• TASK BRIEF
Among the entries below, please show each line that carries the word "iotbx".

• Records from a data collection
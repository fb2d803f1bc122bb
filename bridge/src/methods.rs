//! Built-in server methods. Their names and result keys are part of the
//! wire contract.

use std::env;
use std::path::{Path, PathBuf};
use std::sync::Arc;

use async_trait::async_trait;
use serde_json::{json, Value};
use tokio::fs;
use tracing::info;

use crate::descriptor::{MethodSignature, Param};
use crate::engine::EngineRunner;
use crate::errors::{MethodError, MethodResult};
use crate::paths::{
    ensure_absolute_dir, ensure_existing_file, resolve, restraint_file_name,
    validate_component_code,
};
use crate::protocol::JsonMap;
use crate::registry::{MethodCall, MethodRegistry, ServerMethod};
use crate::workdir::JobScope;

pub const VERSION_INFO: &str = "version_info";
pub const WORKING_DIR: &str = "working_dir";
pub const FIND_CIF_FILE: &str = "find_cif_file";
pub const FIT_LIGAND: &str = "fit_ligand";

pub const FITTED_LIGAND_FILE: &str = "fitted_ligand.pdb";
pub const THOROUGHNESS_LEVELS: [&str; 4] = ["quick", "medium", "thorough", "extra_thorough"];
const GOOD_ENOUGH_SCORE: f64 = 0.75;

pub fn register_builtin_methods(registry: &mut MethodRegistry, runner: EngineRunner) {
    let runner = Arc::new(runner);
    registry.register(
        VERSION_INFO,
        Arc::new(VersionInfo {
            runner: runner.clone(),
        }),
    );
    registry.register(
        FIND_CIF_FILE,
        Arc::new(FindCifFile {
            runner: runner.clone(),
        }),
    );
    registry.register(WORKING_DIR, Arc::new(WorkingDir));
    registry.register(FIT_LIGAND, Arc::new(FitLigand { runner }));
}

fn single(key: &str, value: Value) -> JsonMap {
    let mut result = JsonMap::new();
    result.insert(key.to_string(), value);
    result
}

fn path_value(path: &Path) -> Value {
    Value::String(path.to_string_lossy().to_string())
}

struct VersionInfo {
    runner: Arc<EngineRunner>,
}

#[async_trait]
impl ServerMethod for VersionInfo {
    fn signature(&self) -> MethodSignature {
        MethodSignature::new("Report the installed engine version and its release tag.")
    }

    async fn invoke(&self, _call: MethodCall) -> MethodResult {
        let version = self.runner.version().await?;
        let mut result = JsonMap::new();
        result.insert("version".to_string(), json!(version.version));
        result.insert("tag".to_string(), json!(version.tag));
        Ok(result)
    }
}

struct WorkingDir;

#[async_trait]
impl ServerMethod for WorkingDir {
    fn signature(&self) -> MethodSignature {
        MethodSignature::new("Absolute path of the server's current working directory.")
    }

    async fn invoke(&self, _call: MethodCall) -> MethodResult {
        let dir = env::current_dir()?;
        Ok(single("dir", path_value(&dir)))
    }
}

struct FindCifFile {
    runner: Arc<EngineRunner>,
}

impl FindCifFile {
    fn library_candidates(&self, code: &str) -> Vec<PathBuf> {
        let code = code.to_ascii_uppercase();
        let Some(first) = code.chars().next() else {
            return Vec::new();
        };
        let shard = first.to_ascii_lowercase().to_string();
        self.runner
            .config()
            .restraint_libraries
            .iter()
            .flat_map(|library| {
                [
                    library.join(&shard).join(format!("data_{code}.cif")),
                    library.join(&shard).join(format!("{code}.cif")),
                ]
            })
            .collect()
    }

    async fn generate(&self, code: &str, target: &Path) -> Result<(), MethodError> {
        let generator = self.runner.config().restraint_generator.clone();
        let scope = JobScope::new()?;
        let args = vec!["--chemical_component".to_string(), code.to_string()];
        if let Err(err) = self.runner.run(&generator, &args, scope.path()).await {
            return Err(MethodError::engine(format!(
                "Tried to generate restraints for ligand {code} with {generator}, but it failed \
                 with the below error message. Please generate restraints externally, and save \
                 in your working directory as {}.\n\nError message:\n{err}",
                restraint_file_name(code)
            )));
        }
        let generated = scope.path().join(format!("{code}.cif"));
        if !generated.is_file() {
            return Err(MethodError::engine(format!(
                "{generator} finished without writing {}",
                generated.display()
            )));
        }
        fs::copy(&generated, target).await?;
        scope.close()?;
        Ok(())
    }
}

#[async_trait]
impl ServerMethod for FindCifFile {
    fn signature(&self) -> MethodSignature {
        MethodSignature::new(
            "Provide restraints for a chemical component as <code>_restraints.cif in \
             working_dir, reusing an existing file, copying one from the restraint \
             libraries, or generating it with the restraint generator.",
        )
        .param(Param::required("code"))
        .param(Param::required("working_dir"))
    }

    async fn invoke(&self, call: MethodCall) -> MethodResult {
        let code = validate_component_code(call.str("code")?)?.to_string();
        let working_dir = ensure_absolute_dir(call.str("working_dir")?)?;
        let target = resolve(&working_dir, restraint_file_name(&code))?;

        if target.is_file() {
            info!(code = %code, path = %target.display(), "restraints already present");
            return Ok(single("filename", path_value(&target)));
        }

        let library_hit = self
            .library_candidates(&code)
            .into_iter()
            .find(|candidate| candidate.is_file());
        match library_hit {
            Some(source) => {
                info!(code = %code, source = %source.display(), "copying library restraints");
                fs::copy(&source, &target).await?;
            }
            None => {
                info!(code = %code, "generating restraints");
                self.generate(&code, &target).await?;
            }
        }
        Ok(single("filename", path_value(&target)))
    }
}

struct FitLigand {
    runner: Arc<EngineRunner>,
}

#[derive(Debug)]
struct FitLigandJob {
    map_file: PathBuf,
    model_file: PathBuf,
    restraint_file: PathBuf,
    ligand_file: PathBuf,
    output_file: PathBuf,
    resolution: f64,
    is_xray_map: bool,
    nproc: u64,
    thoroughness: String,
}

impl FitLigandJob {
    fn from_call(call: &MethodCall) -> Result<Self, MethodError> {
        let working_dir = ensure_absolute_dir(call.str("working_dir")?)?;
        let resolution = call.f64("resolution")?;
        if resolution.is_nan() || resolution <= 0.0 {
            return Err(MethodError::value(format!(
                "resolution must be positive, got {resolution}"
            )));
        }
        let nproc = call.u64("nproc")?;
        if nproc == 0 {
            return Err(MethodError::value("nproc must be at least 1"));
        }
        let thoroughness = call.str("thoroughness")?;
        if !THOROUGHNESS_LEVELS.contains(&thoroughness) {
            return Err(MethodError::value(format!(
                "thoroughness must be one of {}, got '{thoroughness}'",
                THOROUGHNESS_LEVELS.join(", ")
            )));
        }
        Ok(Self {
            map_file: ensure_existing_file("map file", call.str("map_file")?)?,
            model_file: ensure_existing_file("model file", call.str("model_file")?)?,
            restraint_file: ensure_existing_file(
                "ligand restraint file",
                call.str("ligand_restraint_file")?,
            )?,
            ligand_file: ensure_existing_file(
                "ligand coordinate file",
                call.str("ligand_coord_file")?,
            )?,
            output_file: resolve(&working_dir, FITTED_LIGAND_FILE)?,
            resolution,
            is_xray_map: call.bool("is_xray_map")?,
            nproc,
            thoroughness: thoroughness.to_string(),
        })
    }

    fn script(&self) -> Result<String, MethodError> {
        let literal = |path: &Path| serde_json::to_string(&path.to_string_lossy());
        let scattering_table = if self.is_xray_map {
            "n_gaussian"
        } else {
            "electron"
        };
        Ok(format!(
            r#"from iotbx.data_manager import DataManager
from iotbx.map_model_manager import map_model_manager
from phenix.model_building import local_model_building

dm = DataManager()
map_manager = dm.get_real_map({map_file})
model = dm.get_model({model_file})
mmm = map_model_manager(map_manager=map_manager, wrapping=False, model=model)
mmm.remove_model_outside_map(boundary=1.5)

ligand_model = dm.get_model({ligand_file})
dm.process_restraint_file({restraint_file})
restraints = dm.get_restraint({restraint_file})

builder = local_model_building(
    map_model_manager=mmm,
    resolution={resolution:?},
    is_xray_map={is_xray_map},
    nproc={nproc},
)
builder.set_defaults(scattering_table={scattering_table}, thoroughness={thoroughness})
fitted = builder.fit_ligand(
    ligand_model=ligand_model,
    restraints_object=restraints,
    good_enough_score={good_enough:?},
)
if fitted is None:
    raise SystemExit("no acceptable ligand placement was found")
dm.write_model_file(fitted, {output_file}, overwrite=True)
"#,
            map_file = literal(&self.map_file)?,
            model_file = literal(&self.model_file)?,
            ligand_file = literal(&self.ligand_file)?,
            restraint_file = literal(&self.restraint_file)?,
            output_file = literal(&self.output_file)?,
            resolution = self.resolution,
            is_xray_map = if self.is_xray_map { "True" } else { "False" },
            nproc = self.nproc,
            scattering_table = serde_json::to_string(scattering_table)?,
            thoroughness = serde_json::to_string(&self.thoroughness)?,
            good_enough = GOOD_ENOUGH_SCORE,
        ))
    }
}

#[async_trait]
impl ServerMethod for FitLigand {
    fn signature(&self) -> MethodSignature {
        MethodSignature::new(
            "Fit a ligand into a density map around a model fragment and write the \
             result to working_dir/fitted_ligand.pdb. All file arguments are absolute \
             paths readable by the server.",
        )
        .param(Param::required("working_dir"))
        .param(Param::required("map_file"))
        .param(Param::required("model_file"))
        .param(Param::required("ligand_restraint_file"))
        .param(Param::required("ligand_coord_file"))
        .param(Param::optional("resolution", 3.0))
        .param(Param::optional("is_xray_map", false))
        .param(Param::optional("nproc", 4))
        .param(Param::optional("thoroughness", "medium"))
    }

    async fn invoke(&self, call: MethodCall) -> MethodResult {
        let job = FitLigandJob::from_call(&call)?;
        let script = job.script()?;

        let scope = JobScope::new()?;
        self.runner.run_script(scope.path(), &script).await?;
        if !job.output_file.is_file() {
            return Err(MethodError::engine(format!(
                "ligand fitting finished without writing {}",
                job.output_file.display()
            )));
        }
        scope.close()?;
        Ok(single("ligand_file", path_value(&job.output_file)))
    }
}
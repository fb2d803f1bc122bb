//! Temporary working directories for jobs.
//!
//! [`JobScope`] is the default: a private directory that is handed to engine
//! processes explicitly and removed on drop. [`ScopedWorkDir`] additionally
//! switches the process-wide current directory, for code that can only work
//! with relative paths. Only one `ScopedWorkDir` may be active at a time.

use std::env;
use std::io;
use std::path::{Path, PathBuf};
use std::sync::atomic::{AtomicBool, Ordering};

use tempfile::TempDir;
use tracing::{debug, warn};

use crate::errors::{BridgeError, Result};

const DIR_PREFIX: &str = "engine-bridge-";

static SCOPE_ACTIVE: AtomicBool = AtomicBool::new(false);

/// A fresh empty directory owned by one job.
#[derive(Debug)]
pub struct JobScope {
    dir: TempDir,
}

impl JobScope {
    pub fn new() -> io::Result<Self> {
        let dir = tempfile::Builder::new().prefix(DIR_PREFIX).tempdir()?;
        debug!(path = %dir.path().display(), "created job directory");
        Ok(Self { dir })
    }

    pub fn path(&self) -> &Path {
        self.dir.path()
    }

    pub fn close(self) -> io::Result<()> {
        self.dir.close()
    }
}

/// Current directory switched into a fresh temporary directory until drop.
#[derive(Debug)]
pub struct ScopedWorkDir {
    original_cwd: PathBuf,
    temp: Option<TempDir>,
}

impl ScopedWorkDir {
    pub fn enter() -> Result<Self> {
        if SCOPE_ACTIVE
            .compare_exchange(false, true, Ordering::AcqRel, Ordering::Acquire)
            .is_err()
        {
            return Err(BridgeError::NestedWorkDir);
        }
        match Self::switch() {
            Ok(scope) => Ok(scope),
            Err(err) => {
                SCOPE_ACTIVE.store(false, Ordering::Release);
                Err(err.into())
            }
        }
    }

    fn switch() -> io::Result<Self> {
        let original_cwd = env::current_dir()?;
        let temp = tempfile::Builder::new().prefix(DIR_PREFIX).tempdir()?;
        env::set_current_dir(temp.path())?;
        debug!(
            from = %original_cwd.display(),
            to = %temp.path().display(),
            "entered scoped working directory"
        );
        Ok(Self {
            original_cwd,
            temp: Some(temp),
        })
    }

    pub fn path(&self) -> &Path {
        self.temp
            .as_ref()
            .map(TempDir::path)
            .unwrap_or(self.original_cwd.as_path())
    }

    pub fn original_cwd(&self) -> &Path {
        &self.original_cwd
    }

    pub fn is_active() -> bool {
        SCOPE_ACTIVE.load(Ordering::Acquire)
    }
}

impl Drop for ScopedWorkDir {
    fn drop(&mut self) {
        if let Err(err) = env::set_current_dir(&self.original_cwd) {
            warn!(
                error = %err,
                path = %self.original_cwd.display(),
                "failed to restore working directory"
            );
        }
        if let Some(temp) = self.temp.take() {
            let path = temp.path().to_path_buf();
            if let Err(err) = temp.close() {
                warn!(error = %err, path = %path.display(), "failed to remove scoped directory");
            }
        }
        SCOPE_ACTIVE.store(false, Ordering::Release);
    }
}

/// Runs `job` inside a [`ScopedWorkDir`], restoring the current directory
/// and removing the scratch directory however `job` exits.
pub fn with_scoped_dir<T, E>(
    job: impl FnOnce(&Path) -> std::result::Result<T, E>,
) -> Result<std::result::Result<T, E>> {
    let scope = ScopedWorkDir::enter()?;
    let outcome = job(scope.path());
    drop(scope);
    Ok(outcome)
}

• FINISHED TASK
            r#"from iotbx.data_manager import DataManager
from iotbx.map_model_manager import map_model_manager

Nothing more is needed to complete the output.